E proprio in questa direzione sembra andare il disegno di legge del ministro Calderoli, approvato dal Consiglio dei ministri il 19 maggio, con una delega al Governo contenente princìpi e criteri per la definizione dei LEP.
Ne ho già accennato in un precedente articolo su questa testata.
Si vorrebbero affrontare così i principali nodi sollevati dalla sentenza della Corte costituzionale del dicembre 2024, mantenendo nello stesso tempo latente il piano complessivo di autonomia differenziata. Quindi, per il momento, si lavora abbassando i toni, anche se resta possibile che la compagine della Lega possa approfittare per rimetterlo sul tavolo quando bisognerà fare quadrato in Parlamento sulle altre riforme care ai partener di Forza Italia e Fratelli d’Italia (giustizia, premierato o modifica della legge elettorale per i comuni).
Ma intanto l’Autonomia piace sempre di meno agli italiani
Il diniego della Consulta verso il quesito abrogativo ha prodotto una comprensibile delusione tra i promotori. Tra l’altro non è da escludere che pure la partecipazione degli elettori all’appuntamento dell’8 e 9 giugno scorsi avrebbe potuto raggiungere numeri più alti nel caso si fosse votato anche sull’Autonomia differenziata.
Sembra che comunque l’impegno profuso per la raccolta delle firme, la discussione che si è sviluppata in questi mesi e le azioni intraprese per la promozione della consultazione popolare abbiano fatto crescere una maggiore consapevolezza dei cittadini sul tema, tanto da modificare nel corso del tempo anche l’opinione su di esso.
Lo si può desumere da un recente sondaggio condotto da Demos, dal quale emerge che 6 italiani su 10 si dichiarano contrari all’introduzione dell’Autonomia differenziata per le Regioni ordinarie.
Analizzando i dati nello specifico, infatti, si trova conferma proprio di come questi dissensi siano aumentati in corrispondenza della battaglia politica seguita all’approvazione della normativa.
I favorevoli alla riforma si attestavano al 50-51% nel periodo settembre/dicembre 2023, per poi scendere al 44% nel febbraio 2024 e crollare al 35% nel settembre dello stesso anno, ossia proprio nel momento di massimo scontro sulla legge e di mobilitazione per la raccolta firme sulla richiesta di referendum.

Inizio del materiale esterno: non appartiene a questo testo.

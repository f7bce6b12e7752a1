use serde::{Deserialize, Serialize};
use thiserror::Error;
use utoipa::ToSchema;
use uuid::Uuid;

use crate::state::{clock::TimestampMs, room::Rules};

/// Timed stages a room cycles through once per round.
#[derive(Debug, Clone, Copy, PartialEq, Eq, Hash, Serialize, Deserialize)]
#[serde(rename_all = "snake_case")]
pub enum Stage {
    /// Short countdown before the question is shown.
    Countdown,
    /// Question is open for answers.
    Question,
    /// Late window: answers are still accepted after the nominal deadline.
    Grace,
    /// Correct answer is revealed.
    Reveal,
    /// Standings after the round.
    Leaderboard,
}

impl Stage {
    /// Length of this stage according to the room rules.
    pub fn duration_ms(self, rules: &Rules) -> i64 {
        let seconds = match self {
            Stage::Countdown => rules.countdown_seconds,
            Stage::Question => rules.answer_seconds,
            Stage::Grace => rules.grace_seconds,
            Stage::Reveal => rules.reveal_seconds,
            Stage::Leaderboard => rules.leaderboard_seconds,
        };
        i64::from(seconds) * 1_000
    }

    /// Status reported to clients for this stage.
    pub fn status(self) -> PhaseStatus {
        match self {
            Stage::Countdown => PhaseStatus::Countdown,
            Stage::Question => PhaseStatus::Question,
            Stage::Grace => PhaseStatus::Grace,
            Stage::Reveal => PhaseStatus::Reveal,
            Stage::Leaderboard => PhaseStatus::Leaderboard,
        }
    }
}

/// A running stage with its deadline.
#[derive(Debug, Clone, Copy, PartialEq, Eq)]
pub struct ActivePhase {
    /// Stage being played.
    pub stage: Stage,
    /// Zero-based round index.
    pub round: usize,
    /// Absolute deadline of the stage.
    pub ends_at: TimestampMs,
}

/// Snapshot of an active stage frozen by the host.
#[derive(Debug, Clone, Copy, PartialEq, Eq)]
pub struct PausedPhase {
    /// Stage to resume into.
    pub stage: Stage,
    /// Round to resume into.
    pub round: usize,
    /// Time that was left on the stage when it was paused.
    pub remaining_ms: i64,
    /// When the pause started.
    pub paused_at: TimestampMs,
}

/// Phase of a room. Deadlines only exist on [`RoomPhase::Active`].
#[derive(Debug, Clone, Copy, PartialEq, Eq)]
pub enum RoomPhase {
    /// Waiting for players; the initial phase.
    Lobby,
    /// A round stage is running.
    Active(ActivePhase),
    /// An active stage is frozen.
    Paused(PausedPhase),
    /// Match finished.
    Results,
}

/// Flat status name of a [`RoomPhase`].
///
/// Declaration order is the forward order of a match; `Paused` sits outside it.
#[derive(
    Debug, Clone, Copy, PartialEq, Eq, PartialOrd, Ord, Hash, Serialize, Deserialize, ToSchema,
)]
#[serde(rename_all = "snake_case")]
pub enum PhaseStatus {
    /// See [`RoomPhase::Lobby`].
    Lobby,
    /// See [`Stage::Countdown`].
    Countdown,
    /// See [`Stage::Question`].
    Question,
    /// See [`Stage::Grace`].
    Grace,
    /// See [`Stage::Reveal`].
    Reveal,
    /// See [`Stage::Leaderboard`].
    Leaderboard,
    /// See [`RoomPhase::Results`].
    Results,
    /// See [`RoomPhase::Paused`].
    Paused,
}

impl PhaseStatus {
    /// Position in the forward ordering, `None` for `Paused`.
    pub fn rank(self) -> Option<u8> {
        match self {
            PhaseStatus::Paused => None,
            other => Some(other as u8),
        }
    }

    /// Stable lowercase name used in logs and persistence.
    pub fn as_str(self) -> &'static str {
        match self {
            PhaseStatus::Lobby => "lobby",
            PhaseStatus::Countdown => "countdown",
            PhaseStatus::Question => "question",
            PhaseStatus::Grace => "grace",
            PhaseStatus::Reveal => "reveal",
            PhaseStatus::Leaderboard => "leaderboard",
            PhaseStatus::Results => "results",
            PhaseStatus::Paused => "paused",
        }
    }

    /// Stage matching this status, if it names one.
    pub fn stage(self) -> Option<Stage> {
        match self {
            PhaseStatus::Countdown => Some(Stage::Countdown),
            PhaseStatus::Question => Some(Stage::Question),
            PhaseStatus::Grace => Some(Stage::Grace),
            PhaseStatus::Reveal => Some(Stage::Reveal),
            PhaseStatus::Leaderboard => Some(Stage::Leaderboard),
            _ => None,
        }
    }
}

impl std::fmt::Display for PhaseStatus {
    fn fmt(&self, f: &mut std::fmt::Formatter<'_>) -> std::fmt::Result {
        f.write_str(self.as_str())
    }
}

/// Events that move a room between phases.
#[derive(Debug, Clone, Copy, PartialEq, Eq)]
pub enum RoomEvent {
    /// Enter the first countdown (start or rematch executed).
    Begin,
    /// Move one stage forward.
    Advance,
    /// Freeze the running stage.
    Pause,
    /// Unfreeze the paused stage.
    Resume,
    /// Return to the lobby.
    Reset,
}

/// Error returned when an event cannot be applied from the current phase.
#[derive(Debug, Clone, PartialEq, Eq, Error)]
#[error("invalid transition: {event:?} cannot be applied while in {from}")]
pub struct InvalidTransition {
    /// Status the room was in.
    pub from: PhaseStatus,
    /// Rejected event.
    pub event: RoomEvent,
}

/// Inputs a transition needs besides the phase itself.
#[derive(Debug, Clone, Copy)]
pub struct TransitionContext<'a> {
    /// Room rules providing stage durations.
    pub rules: &'a Rules,
    /// Number of rounds actually selected for the match.
    pub round_count: usize,
    /// Time the transition happens.
    pub now: TimestampMs,
}

impl RoomPhase {
    /// Flat status of this phase.
    pub fn status(&self) -> PhaseStatus {
        match self {
            RoomPhase::Lobby => PhaseStatus::Lobby,
            RoomPhase::Active(active) => active.stage.status(),
            RoomPhase::Paused(_) => PhaseStatus::Paused,
            RoomPhase::Results => PhaseStatus::Results,
        }
    }

    /// Round index while a round is running or paused.
    pub fn current_round(&self) -> Option<usize> {
        match self {
            RoomPhase::Active(active) => Some(active.round),
            RoomPhase::Paused(paused) => Some(paused.round),
            RoomPhase::Lobby | RoomPhase::Results => None,
        }
    }

    /// Deadline of the running stage.
    pub fn ends_at(&self) -> Option<TimestampMs> {
        match self {
            RoomPhase::Active(active) => Some(active.ends_at),
            _ => None,
        }
    }

    /// Whether answers are accepted right now.
    pub fn accepts_answers(&self) -> bool {
        matches!(
            self,
            RoomPhase::Active(ActivePhase {
                stage: Stage::Question | Stage::Grace,
                ..
            })
        )
    }

    /// Compute the phase reached by applying `event`.
    pub fn next(
        &self,
        event: RoomEvent,
        ctx: TransitionContext<'_>,
    ) -> Result<RoomPhase, InvalidTransition> {
        let enter = |stage: Stage, round: usize| {
            RoomPhase::Active(ActivePhase {
                stage,
                round,
                ends_at: ctx.now + stage.duration_ms(ctx.rules),
            })
        };

        let next = match (*self, event) {
            (RoomPhase::Lobby | RoomPhase::Results, RoomEvent::Begin) if ctx.round_count > 0 => {
                enter(Stage::Countdown, 0)
            }
            (RoomPhase::Active(active), RoomEvent::Advance) => match active.stage {
                Stage::Countdown => enter(Stage::Question, active.round),
                Stage::Question => enter(Stage::Grace, active.round),
                Stage::Grace => enter(Stage::Reveal, active.round),
                Stage::Reveal => enter(Stage::Leaderboard, active.round),
                Stage::Leaderboard if active.round + 1 >= ctx.round_count => RoomPhase::Results,
                Stage::Leaderboard => enter(Stage::Countdown, active.round + 1),
            },
            (RoomPhase::Active(active), RoomEvent::Pause) => RoomPhase::Paused(PausedPhase {
                stage: active.stage,
                round: active.round,
                remaining_ms: (active.ends_at - ctx.now).max(0),
                paused_at: ctx.now,
            }),
            (RoomPhase::Paused(paused), RoomEvent::Resume) => RoomPhase::Active(ActivePhase {
                stage: paused.stage,
                round: paused.round,
                ends_at: ctx.now + paused.remaining_ms,
            }),
            (RoomPhase::Lobby | RoomPhase::Results, RoomEvent::Reset) => RoomPhase::Lobby,
            (from, event) => {
                return Err(InvalidTransition {
                    from: from.status(),
                    event,
                });
            }
        };

        Ok(next)
    }
}

/// Errors that can occur when scheduling a pending action.
#[derive(Debug, Clone, PartialEq, Eq)]
pub enum PlanError {
    /// Another pending action must execute or be canceled first.
    AlreadyPending,
    /// The action's transition is not valid from the current phase.
    InvalidTransition(InvalidTransition),
}

/// Errors that can occur when executing a pending action.
#[derive(Debug, Clone, PartialEq, Eq)]
pub enum ApplyError {
    /// No action is pending.
    NoPending,
    /// The action's execution time has not been reached.
    NotDue {
        /// Scheduled execution time.
        execute_at: TimestampMs,
    },
    /// Action id does not match the pending action.
    IdMismatch {
        /// Pending action id.
        expected: PlanId,
        /// Provided id.
        got: PlanId,
    },
    /// The room left the phase the action was scheduled from.
    PhaseMismatch {
        /// Status recorded when scheduling.
        expected: PhaseStatus,
        /// Current status.
        actual: PhaseStatus,
    },
}

/// Errors that can occur when canceling a pending action.
#[derive(Debug, Clone, PartialEq, Eq)]
pub enum AbortError {
    /// No action is pending.
    NoPending,
    /// Action id does not match the pending action.
    IdMismatch {
        /// Pending action id.
        expected: PlanId,
        /// Provided id.
        got: PlanId,
    },
}

/// Unique identifier of a pending action.
pub type PlanId = Uuid;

Inoltre, rimangono evidenti le differenze territoriali, con più del 60% di cittadini favorevoli nelle Regioni del Nordest, mentre si scende al 46% nel Nordovest, sotto il 30% nel Centro nord, al 25% nel Centro sud e al 38% nel Sud e Isole.
Ora, come si diceva, questa percentuale è risalita al 40% su base nazionale, ma tale risultato sembrerebbe riferibile a un giudizio generico sul progetto di federalismo e non a quanto era previsto nello specifico dalla legge Calderoli.
Al di là delle apparenze, pertanto, ho pochi dubbi che di regionalismo differenziato si tornerà a parlare.
Anche perché non appena terminato il lavoro sui LEP avviato con il nuovo d.d.l. sarà fondamentale comprendere quanto questo risponda davvero ai princìpi dettati dalla Costituzione e alle censure comminate dalla Corte sulla precedente legge Calderoli.